The celebration of migrants' food could concretely foster sustainability and cohesion in several ways: a. Embracing diversity and inclusivity: food plants are an integral part of culture and celebrating the food of different cultures could help to break down barriers and promote understanding between people from different backgrounds; b. Promoting cultural exchange: people could learn about the history and traditions behind the food, the ingredients used, and the cooking techniques [47, 75]. This can help to broaden people's horizons and promote a sense of curiosity and openness towards other cultures; c. Supporting local economies: Many migrants bring with them unique culinary skills and knowledge that can be leveraged to create new gastronomic businesses and job opportunities [1, 25]. This can help to boost local economies and create more vibrant communities; d. Further fostering social networks: Food can be a powerful way to bring people together and create a sense of community [40, 68]. Dining together, people could connect with others who share a common interest and build meaningful relationships; e. Contributing to amplifying agrobiodiversity: for the case of cultivated plants, agrobiodiversity can be improved in multicultural contexts, favoring in situ conservation of diverse plant genetic resources [36, 53]; f. Strengthening food sovereignty: By respecting diversity and inclusivity, migrants' foods can assist governance movements related to autonomy and collective efforts for the improvement of food systems [40, 71].

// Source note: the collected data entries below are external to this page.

impl Session {
    pub fn new(options: SessionOptions, settings: VisualizerSettings) -> Self {
        let engine = options.seed.map_or_else(StyleEngine::new, StyleEngine::with_seed);
        let mut renderer = DualSurfaceRenderer::new(options.viewport, engine);
        renderer.apply_settings(&settings);
        Self {
            display: VirtualDisplay::new(options.refresh_hz),
            spectrum: SpectrumSource::new(AnalyserOptions::default()),
            element: None,
            settings,
            renderer,
            capture: CaptureController::new(options.output, options.capture_fps, options.encoder),
            record: options.record,
            sink_factory: None,
            artifacts: Vec::new(),
            messages: Vec::new(),
            frames_published: 0,
        }
    }

    pub fn set_sink_factory(&mut self, factory: SinkFactory) {
        self.sink_factory = Some(factory);
    }

    pub fn settings(&self) -> &VisualizerSettings {
        &self.settings
    }

    pub fn element(&self) -> Option<&AudioElement> {
        self.element.as_ref()
    }

    pub fn renderer(&self) -> &DualSurfaceRenderer {
        &self.renderer
    }

    pub fn spectrum(&self) -> &SpectrumSource {
        &self.spectrum
    }

    pub fn capture(&self) -> &CaptureController {
        &self.capture
    }

    pub fn display_clock(&self) -> Duration {
        self.display.now()
    }

    /// User-facing messages collected so far (failed recordings, playback
    /// refusals and similar).
    pub fn messages(&self) -> &[String] {
        &self.messages
    }

    pub fn artifacts(&self) -> &[CaptureArtifact] {
        &self.artifacts
    }

    pub fn frames_published(&self) -> u64 {
        self.frames_published
    }

    pub fn current_time(&self) -> f64 {
        self.element.as_ref().map_or(0.0, AudioElement::current_time)
    }

    pub fn is_playing(&self) -> bool {
        self.element.as_ref().is_some_and(|el| !el.paused())
    }

    /// Replaces the current track. Playback of the old one stops, any
    /// recording is finalized and the analysis graph is rebuilt.
    pub fn load(&mut self, data: AudioData) {
        if let Some(old) = self.element.as_mut() {
            old.pause();
            old.drain_events();
        }
        self.finish_recording();
        self.spectrum.teardown(&mut self.display);

        let element = AudioElement::new(data);
        log::info!("Loaded {:.2}s of audio at {}Hz", element.duration(), element.sample_rate());
        if let Err(err) = self.spectrum.attach(&element, &mut self.display) {
            self.report(format!("Audio analysis unavailable: {}", err));
        }
        self.element = Some(element);
    }

    pub fn play(&mut self) {
        let Some(element) = self.element.as_mut() else {
            return;
        };
        if let Err(err) = element.play() {
            self.report(format!("Playback failed: {}", err));
        }
    }

    pub fn pause(&mut self) {
        if let Some(element) = self.element.as_mut() {
            element.pause();
        }
    }

    /// Flips playback based on the element's own paused flag at the moment
    /// of the call.
    pub fn toggle_play_pause(&mut self) {
        match self.element.as_ref().map(AudioElement::paused) {
            Some(true) => self.play(),
            Some(false) => self.pause(),
            None => {}
        }
    }

    /// Edits the settings. A new style or resolution takes effect before the
    /// next tick.
    pub fn update_settings(&mut self, edit: impl FnOnce(&mut VisualizerSettings)) {
        let before = self.settings;
        edit(&mut self.settings);
        if self.settings != before {
            self.renderer.apply_settings(&self.settings);
        }
    }

    pub fn set_viewport(&mut self, viewport: DisplayViewport) {
        self.renderer.set_viewport(viewport);
    }

    /// Advances the virtual display by one refresh. Returns the render report
    /// when a frequency frame was published (and therefore painted).
    pub fn step(&mut self) -> Option<TickReport> {
        let due = self.display.vsync();
        let now = self.display.now();
        let interval = self.display.refresh_interval();

        let events = match self.element.as_mut() {
            Some(element) => {
                element.advance(interval);
                element.drain_events()
            }
            None => Vec::new(),
        };
        for event in events {
            self.handle_event(event, now);
        }

        let mut report = None;
        if let Some(element) = self.element.as_ref() {
            for handle in due {
                if let Some(frame) = self.spectrum.on_refresh(handle, element, &mut self.display) {
                    report = Some(self.renderer.tick(frame.bins(), &self.settings));
                    self.frames_published += 1;
                }
            }
        }

        if self.capture.is_recording() {
            self.capture.sample(now, self.renderer.capture());
            if !self.capture.is_recording() {
                let reason = self.capture.last_error().unwrap_or("unknown error").to_string();
                self.report(format!("Recording stopped: {}", reason));
            }
        }
        report
    }

    /// Steps until playback stops, up to `max_steps` refreshes. Returns the
    /// number of refreshes run.
    pub fn run_until_stopped(&mut self, max_steps: u64) -> u64 {
        let mut steps = 0;
        while steps < max_steps {
            self.step();
            steps += 1;
            if !self.is_playing() && !self.spectrum.is_polling() {
                break;
            }
        }
        steps
    }

    /// Finalizes any recording and shuts the refresh loop down. Returns every
    /// artifact produced during the session.
    pub fn finish(&mut self) -> Vec<CaptureArtifact> {
        self.teardown();
        std::mem::take(&mut self.artifacts)
    }

    pub fn teardown(&mut self) {
        self.pause();
        if let Some(element) = self.element.as_mut() {
            element.drain_events();
        }
        self.finish_recording();
        self.spectrum.teardown(&mut self.display);
    }

    fn handle_event(&mut self, event: MediaEvent, now: Duration) {
        log::debug!("Media event {:?} at {:.3}s", event, self.current_time());
        match event {
            MediaEvent::Play => {
                self.spectrum.sync_playback(true, &mut self.display);
                if self.capture.is_recording() {
                    self.capture.resume(now);
                } else if self.record {
                    self.start_recording(now);
                }
            }
            MediaEvent::Pause => {
                self.spectrum.sync_playback(false, &mut self.display);
                self.capture.pause(now);
            }
            MediaEvent::Ended => self.finish_recording(),
        }
    }

    fn start_recording(&mut self, now: Duration) {
        if self.capture.is_recording() {
            return;
        }
        let Some(element) = self.element.as_ref() else {
            return;
        };
        let surface = self.renderer.capture();
        if let Some(factory) = self.sink_factory.as_mut() {
            let (w, h) = surface.dimensions();
            self.capture.start_with_sink(factory(w, h), w, h, now);
            return;
        }
        let started = self.capture.start(element, surface, now);
        if let Err(err) = started {
            self.report(format!("Could not start recording: {}", err));
        }
    }

    fn finish_recording(&mut self) {
        match self.capture.stop() {
            Some(Ok(artifact)) => {
                log::info!(
                    "Recorded {} frames to {}",
                    artifact.frames_written,
                    artifact.path.display()
                );
                self.artifacts.push(artifact);
            }
            Some(Err(err)) => self.report(format!("Recording failed: {:#}", err)),
            None => {}
        }
    }

    fn report(&mut self, message: String) {
        log::warn!("{}", message);
        self.messages.push(message);
    }
}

Overall, celebrating migrants' food plants could help to foster several dimensions of sustainability and can contribute to social cohesion, by promoting diversity and cultural exchange, supporting local economies, building social networks, contributing to agrobiodiversity conservation, and food sovereignty.

Conclusions

Ethnobotany, specifically focusing on the study of food plants and emphasizing the role of contextualized knowledge and practices, plays a significant role in understanding and connecting various pressing issues on food security and food sovereignty. The way the dynamic relationships between people and plants change after moving from one place to another depends strongly on how attached this group of people is to their original cultural identity and the permeability and support of the dominant society in the target area to the arrival of these newcomers. It also highly depends on the conditions surrounding arrival, the level of the traumatization, and if the needed support is received in the host country. In the general picture, diverse cultural identities have the potential to create pockets of biodiversity, when people use and manage plants for various purposes with various intensities and consistency, notably food plants.

Food plants can be elements of comfort for people in distress due to migration, including traumatic situations, but also uneasiness about being a long-lived place of identity. On the plant side, migrations can contribute to landscape transformations via agrobiodiversity increase, and ultimately to biodiversity conservation when native useful plants are part of multicultural food repertoires. Within this scope, we suggest more efforts to understand the dynamics of food plant adaptation in internal migrations, including rural-to-urban and rural-to-rural movements. Adaptive processes including replacement but also abandonment have been understudied, as well as the disappearance of plant knowledge. Eventually, future studies will need to clarify if and how marginalization processes can accelerate the loss or resilience of unique ethnobotanical repertoires. Regarding sustainability, by embracing and celebrating the food of different cultures, transported by current or past migratory displacements, more inclusive and vibrant communities could be enhanced, and also be better equipped to face the challenges of the future.